▶ **DATASET**
:::

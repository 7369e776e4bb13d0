use serde::{Serialize, Deserialize};
use std::fmt;
use crate::core::error::{Error, ErrorKind, Result};

/// Dense, zero-based internal document identifier
#[derive(Debug, Clone, Copy, PartialEq, Eq, PartialOrd, Ord, Hash, Serialize, Deserialize)]
pub struct DocId(pub u32);

impl DocId {
    pub fn new(id: u32) -> Self {
        DocId(id)
    }

    pub fn value(&self) -> u32 {
        self.0
    }
}

impl From<u32> for DocId {
    fn from(id: u32) -> Self {
        DocId(id)
    }
}

impl fmt::Display for DocId {
    fn fmt(&self, f: &mut fmt::Formatter) -> fmt::Result {
        write!(f, "{}", self.0)
    }
}

/// Field data types. The discriminants are the on-disk type codes.
#[derive(Debug, Clone, Copy, PartialEq, Eq, Hash, Serialize, Deserialize)]
pub enum DataType {
    Int = 0,
    Long = 1,
    Float = 2,
    Double = 3,
    String = 4,
    Vector = 5,
    MultiString = 6,
}

impl DataType {
    pub fn code(self) -> u8 {
        self as u8
    }

    pub fn from_code(code: u8) -> Option<Self> {
        match code {
            0 => Some(DataType::Int),
            1 => Some(DataType::Long),
            2 => Some(DataType::Float),
            3 => Some(DataType::Double),
            4 => Some(DataType::String),
            5 => Some(DataType::Vector),
            6 => Some(DataType::MultiString),
            _ => None,
        }
    }

    /// Width in bytes of a numeric value, `None` for variable-length types
    pub fn numeric_width(self) -> Option<usize> {
        match self {
            DataType::Int | DataType::Float => Some(4),
            DataType::Long | DataType::Double => Some(8),
            _ => None,
        }
    }

    pub fn is_numeric(self) -> bool {
        self.numeric_width().is_some()
    }
}

#[derive(Debug, Clone, PartialEq, Serialize, Deserialize)]
pub enum FieldValue {
    Int(i32),
    Long(i64),
    Float(f32),
    Double(f64),
    Str(String),
    MultiStr(Vec<String>),
    Vector(Vec<f32>),
}

impl FieldValue {
    pub fn data_type(&self) -> DataType {
        match self {
            FieldValue::Int(_) => DataType::Int,
            FieldValue::Long(_) => DataType::Long,
            FieldValue::Float(_) => DataType::Float,
            FieldValue::Double(_) => DataType::Double,
            FieldValue::Str(_) => DataType::String,
            FieldValue::MultiStr(_) => DataType::MultiString,
            FieldValue::Vector(_) => DataType::Vector,
        }
    }

    /// Raw native-endian bytes of a numeric value
    pub fn numeric_bytes(&self) -> Option<Vec<u8>> {
        match self {
            FieldValue::Int(v) => Some(v.to_ne_bytes().to_vec()),
            FieldValue::Long(v) => Some(v.to_ne_bytes().to_vec()),
            FieldValue::Float(v) => Some(v.to_ne_bytes().to_vec()),
            FieldValue::Double(v) => Some(v.to_ne_bytes().to_vec()),
            _ => None,
        }
    }

    /// Reinterpret raw native-endian bytes as a value of `data_type`
    pub fn from_numeric_bytes(data_type: DataType, raw: &[u8]) -> Result<Self> {
        let width = data_type.numeric_width().ok_or_else(|| {
            Error::new(
                ErrorKind::InvalidArgument,
                format!("{:?} is not a numeric type", data_type),
            )
        })?;
        if raw.len() < width {
            return Err(Error::new(
                ErrorKind::Corruption,
                format!("expected {} bytes for {:?}, got {}", width, data_type, raw.len()),
            ));
        }

        let value = match data_type {
            DataType::Int => FieldValue::Int(i32::from_ne_bytes(fixed::<4>(raw))),
            DataType::Long => FieldValue::Long(i64::from_ne_bytes(fixed::<8>(raw))),
            DataType::Float => FieldValue::Float(f32::from_ne_bytes(fixed::<4>(raw))),
            _ => FieldValue::Double(f64::from_ne_bytes(fixed::<8>(raw))),
        };
        Ok(value)
    }

    pub fn as_str(&self) -> Option<&str> {
        match self {
            FieldValue::Str(s) => Some(s),
            _ => None,
        }
    }
}

fn fixed<const N: usize>(raw: &[u8]) -> [u8; N] {
    let mut out = [0u8; N];
    out.copy_from_slice(&raw[..N]);
    out
}

/// Six fractional digits, the same rendering as C's `std::to_string`
fn fixed_six(v: f64) -> String {
    if v.is_nan() {
        if v.is_sign_negative() { "-nan".to_string() } else { "nan".to_string() }
    } else if v.is_infinite() {
        if v > 0.0 { "inf".to_string() } else { "-inf".to_string() }
    } else {
        format!("{:.6}", v)
    }
}

/// Canonical textual form of a value
impl fmt::Display for FieldValue {
    fn fmt(&self, f: &mut fmt::Formatter) -> fmt::Result {
        match self {
            FieldValue::Int(v) => write!(f, "{}", v),
            FieldValue::Long(v) => write!(f, "{}", v),
            FieldValue::Float(v) => f.write_str(&fixed_six(*v as f64)),
            FieldValue::Double(v) => f.write_str(&fixed_six(*v)),
            FieldValue::Str(s) => f.write_str(s),
            FieldValue::MultiStr(values) => f.write_str(&values.join(",")),
            FieldValue::Vector(values) => {
                let parts: Vec<String> = values.iter().map(|v| fixed_six(*v as f64)).collect();
                f.write_str(&parts.join(","))
            }
        }
    }
}

#[derive(Debug, Clone, PartialEq, Serialize, Deserialize)]
pub struct Field {
    pub name: String,
    pub value: FieldValue,
}

impl Field {
    pub fn new(name: &str, value: FieldValue) -> Self {
        Field {
            name: name.to_string(),
            value,
        }
    }

    pub fn int(name: &str, v: i32) -> Self {
        Self::new(name, FieldValue::Int(v))
    }

    pub fn long(name: &str, v: i64) -> Self {
        Self::new(name, FieldValue::Long(v))
    }

    pub fn float(name: &str, v: f32) -> Self {
        Self::new(name, FieldValue::Float(v))
    }

    pub fn double(name: &str, v: f64) -> Self {
        Self::new(name, FieldValue::Double(v))
    }

    pub fn string(name: &str, v: &str) -> Self {
        Self::new(name, FieldValue::Str(v.to_string()))
    }

    pub fn multi_string(name: &str, values: &[&str]) -> Self {
        Self::new(
            name,
            FieldValue::MultiStr(values.iter().map(|s| s.to_string()).collect()),
        )
    }

    pub fn data_type(&self) -> DataType {
        self.value.data_type()
    }
}

/// External document key
#[derive(Debug, Clone, PartialEq, Eq, Hash, Serialize, Deserialize)]
pub enum DocKey {
    Str(String),
    Long(i64),
}

impl DocKey {
    pub fn is_empty(&self) -> bool {
        matches!(self, DocKey::Str(s) if s.is_empty())
    }
}

impl From<&str> for DocKey {
    fn from(key: &str) -> Self {
        DocKey::Str(key.to_string())
    }
}

impl From<String> for DocKey {
    fn from(key: String) -> Self {
        DocKey::Str(key)
    }
}

impl From<i64> for DocKey {
    fn from(key: i64) -> Self {
        DocKey::Long(key)
    }
}

impl fmt::Display for DocKey {
    fn fmt(&self, f: &mut fmt::Formatter) -> fmt::Result {
        match self {
            DocKey::Str(s) => f.write_str(s),
            DocKey::Long(v) => write!(f, "{}", v),
        }
    }
}

/// Document reference for lookups
#[derive(Debug, Clone, PartialEq)]
pub enum DocRef {
    Key(DocKey),
    Id(DocId),
}

#[derive(Debug, Clone, PartialEq, Serialize, Deserialize)]
pub struct Document {
    pub key: DocKey,
    pub fields: Vec<Field>,
}

impl Document {
    pub fn new(key: impl Into<DocKey>) -> Self {
        Document {
            key: key.into(),
            fields: Vec::new(),
        }
    }

    pub fn with_field(mut self, field: Field) -> Self {
        self.fields.push(field);
        self
    }

    pub fn add_field(&mut self, field: Field) {
        self.fields.push(field);
    }

    pub fn get_field(&self, name: &str) -> Option<&FieldValue> {
        self.fields.iter().find(|f| f.name == name).map(|f| &f.value)
    }
}

/// Occurrences of one word in a document, fed to the retrieval index
#[derive(Debug, Clone, PartialEq, Eq)]
pub struct WordCount {
    pub word: String,
    pub count: u32,
}

impl WordCount {
    pub fn new(word: &str, count: u32) -> Self {
        WordCount {
            word: word.to_string(),
            count,
        }
    }
}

:::

Check each line of the listing above. Copy it if it holds the string "ErrorKind".

▶ **FINISHED TASK**
use crate::core::error::{Error, ErrorKind, Result};
                ErrorKind::InvalidArgument,
                ErrorKind::Corruption,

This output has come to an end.